--- Exercise data Enclosed Below ---

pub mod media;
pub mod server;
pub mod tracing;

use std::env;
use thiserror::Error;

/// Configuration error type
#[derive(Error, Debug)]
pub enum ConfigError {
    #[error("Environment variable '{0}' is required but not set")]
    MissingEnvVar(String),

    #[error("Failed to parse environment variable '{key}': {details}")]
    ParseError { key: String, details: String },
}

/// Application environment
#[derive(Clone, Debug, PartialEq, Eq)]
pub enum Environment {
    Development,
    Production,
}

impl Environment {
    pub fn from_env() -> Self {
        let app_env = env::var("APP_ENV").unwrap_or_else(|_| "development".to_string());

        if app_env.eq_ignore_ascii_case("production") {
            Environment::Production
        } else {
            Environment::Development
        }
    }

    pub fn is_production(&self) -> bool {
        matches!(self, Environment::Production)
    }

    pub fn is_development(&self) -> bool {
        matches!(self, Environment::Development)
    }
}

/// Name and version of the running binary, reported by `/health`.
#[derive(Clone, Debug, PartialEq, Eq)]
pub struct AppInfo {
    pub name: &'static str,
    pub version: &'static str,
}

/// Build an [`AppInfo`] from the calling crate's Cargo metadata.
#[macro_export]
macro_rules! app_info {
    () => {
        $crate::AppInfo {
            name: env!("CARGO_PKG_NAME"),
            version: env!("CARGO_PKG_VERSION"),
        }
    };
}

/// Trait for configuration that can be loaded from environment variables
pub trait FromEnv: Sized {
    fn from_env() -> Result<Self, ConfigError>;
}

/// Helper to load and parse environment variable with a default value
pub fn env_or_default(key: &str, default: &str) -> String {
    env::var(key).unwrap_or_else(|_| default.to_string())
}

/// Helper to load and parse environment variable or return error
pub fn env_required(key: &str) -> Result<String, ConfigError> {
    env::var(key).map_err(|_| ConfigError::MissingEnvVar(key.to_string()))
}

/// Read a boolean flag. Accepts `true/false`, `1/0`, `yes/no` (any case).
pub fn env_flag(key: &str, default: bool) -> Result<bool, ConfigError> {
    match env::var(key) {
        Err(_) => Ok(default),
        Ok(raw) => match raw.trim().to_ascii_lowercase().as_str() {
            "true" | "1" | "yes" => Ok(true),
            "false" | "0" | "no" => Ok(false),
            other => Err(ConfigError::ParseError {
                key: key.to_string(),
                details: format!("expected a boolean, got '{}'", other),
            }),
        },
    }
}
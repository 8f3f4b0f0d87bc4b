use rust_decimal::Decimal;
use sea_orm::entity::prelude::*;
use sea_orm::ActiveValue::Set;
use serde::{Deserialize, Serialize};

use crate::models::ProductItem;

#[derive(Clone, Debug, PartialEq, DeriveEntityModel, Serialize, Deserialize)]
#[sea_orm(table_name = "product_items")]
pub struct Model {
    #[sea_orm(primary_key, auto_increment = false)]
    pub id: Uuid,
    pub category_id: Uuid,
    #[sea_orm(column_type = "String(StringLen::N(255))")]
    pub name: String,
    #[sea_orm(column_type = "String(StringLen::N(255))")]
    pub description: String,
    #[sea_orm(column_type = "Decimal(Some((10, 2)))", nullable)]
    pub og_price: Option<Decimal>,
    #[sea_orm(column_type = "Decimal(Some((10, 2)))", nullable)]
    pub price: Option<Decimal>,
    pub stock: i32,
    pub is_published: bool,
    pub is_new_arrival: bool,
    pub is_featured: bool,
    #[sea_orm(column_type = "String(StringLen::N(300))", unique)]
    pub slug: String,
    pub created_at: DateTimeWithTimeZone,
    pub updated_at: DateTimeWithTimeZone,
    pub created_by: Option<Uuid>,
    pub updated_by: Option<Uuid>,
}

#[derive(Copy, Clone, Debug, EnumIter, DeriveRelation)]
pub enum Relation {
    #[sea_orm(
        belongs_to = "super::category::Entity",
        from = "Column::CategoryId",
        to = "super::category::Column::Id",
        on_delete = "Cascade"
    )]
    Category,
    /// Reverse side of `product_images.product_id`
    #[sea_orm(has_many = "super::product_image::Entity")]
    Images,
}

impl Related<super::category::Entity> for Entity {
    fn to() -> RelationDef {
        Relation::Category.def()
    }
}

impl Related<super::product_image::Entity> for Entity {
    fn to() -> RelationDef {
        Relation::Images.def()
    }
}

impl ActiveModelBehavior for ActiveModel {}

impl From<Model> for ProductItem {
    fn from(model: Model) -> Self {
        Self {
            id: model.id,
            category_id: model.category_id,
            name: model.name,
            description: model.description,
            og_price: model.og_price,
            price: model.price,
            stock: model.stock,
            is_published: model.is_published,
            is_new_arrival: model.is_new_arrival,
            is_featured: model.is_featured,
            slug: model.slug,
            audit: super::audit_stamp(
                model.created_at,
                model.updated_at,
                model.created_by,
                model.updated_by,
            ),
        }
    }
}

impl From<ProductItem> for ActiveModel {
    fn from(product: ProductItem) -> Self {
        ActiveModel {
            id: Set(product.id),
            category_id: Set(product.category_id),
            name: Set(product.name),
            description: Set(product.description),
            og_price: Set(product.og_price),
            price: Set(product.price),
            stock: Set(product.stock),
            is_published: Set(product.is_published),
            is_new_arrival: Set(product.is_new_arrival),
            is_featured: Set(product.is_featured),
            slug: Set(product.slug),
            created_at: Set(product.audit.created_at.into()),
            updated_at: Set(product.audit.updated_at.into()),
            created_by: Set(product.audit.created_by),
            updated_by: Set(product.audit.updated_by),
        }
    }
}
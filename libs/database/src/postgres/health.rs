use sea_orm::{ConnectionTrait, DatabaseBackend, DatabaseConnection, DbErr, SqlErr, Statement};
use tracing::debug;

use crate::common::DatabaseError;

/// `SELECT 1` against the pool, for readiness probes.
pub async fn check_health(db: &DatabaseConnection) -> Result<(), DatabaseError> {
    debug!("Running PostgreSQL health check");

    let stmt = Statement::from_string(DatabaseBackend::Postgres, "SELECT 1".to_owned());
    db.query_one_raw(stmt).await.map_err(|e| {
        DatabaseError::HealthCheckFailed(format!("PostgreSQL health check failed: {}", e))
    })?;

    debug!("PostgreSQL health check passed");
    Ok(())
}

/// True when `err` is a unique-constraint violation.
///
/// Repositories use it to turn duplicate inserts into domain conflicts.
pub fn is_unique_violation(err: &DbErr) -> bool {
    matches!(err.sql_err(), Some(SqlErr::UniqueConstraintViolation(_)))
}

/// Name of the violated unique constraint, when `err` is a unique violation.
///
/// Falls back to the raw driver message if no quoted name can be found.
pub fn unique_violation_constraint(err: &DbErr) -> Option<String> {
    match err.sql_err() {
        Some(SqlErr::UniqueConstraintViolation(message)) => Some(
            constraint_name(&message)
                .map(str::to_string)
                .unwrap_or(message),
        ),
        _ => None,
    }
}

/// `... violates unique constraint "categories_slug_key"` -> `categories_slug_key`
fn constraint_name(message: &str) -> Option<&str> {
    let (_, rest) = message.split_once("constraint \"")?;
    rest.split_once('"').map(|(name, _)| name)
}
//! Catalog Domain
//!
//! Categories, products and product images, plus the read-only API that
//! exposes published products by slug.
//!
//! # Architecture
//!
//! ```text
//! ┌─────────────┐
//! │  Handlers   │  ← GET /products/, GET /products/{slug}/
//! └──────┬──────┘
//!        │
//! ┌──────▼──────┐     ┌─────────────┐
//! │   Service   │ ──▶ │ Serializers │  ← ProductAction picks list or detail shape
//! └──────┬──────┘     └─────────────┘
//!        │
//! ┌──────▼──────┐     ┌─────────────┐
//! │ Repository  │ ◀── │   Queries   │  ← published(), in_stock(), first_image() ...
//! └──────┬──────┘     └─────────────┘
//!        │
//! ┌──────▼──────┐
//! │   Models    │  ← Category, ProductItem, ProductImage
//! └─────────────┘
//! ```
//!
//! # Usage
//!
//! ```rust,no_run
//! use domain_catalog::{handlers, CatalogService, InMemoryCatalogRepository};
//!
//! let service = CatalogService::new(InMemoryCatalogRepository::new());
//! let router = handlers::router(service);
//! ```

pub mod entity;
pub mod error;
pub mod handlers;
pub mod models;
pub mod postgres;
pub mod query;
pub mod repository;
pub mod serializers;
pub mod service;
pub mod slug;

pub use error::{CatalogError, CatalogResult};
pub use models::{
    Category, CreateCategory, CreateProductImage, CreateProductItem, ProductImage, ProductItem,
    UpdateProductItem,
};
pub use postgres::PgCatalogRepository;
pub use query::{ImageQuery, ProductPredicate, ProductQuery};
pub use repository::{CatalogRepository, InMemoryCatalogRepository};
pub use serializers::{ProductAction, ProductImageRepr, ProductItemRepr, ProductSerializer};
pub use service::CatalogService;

--- End of Enclosed Exercise data ---

Task description »
Search the material for the word "Option". Each line where it is found must be copied.

Solution for this exercise »
    pub og_price: Option<Decimal>,
    pub price: Option<Decimal>,
    pub created_by: Option<Uuid>,
    pub updated_by: Option<Uuid>,
pub fn unique_violation_constraint(err: &DbErr) -> Option<String> {
fn constraint_name(message: &str) -> Option<&str> {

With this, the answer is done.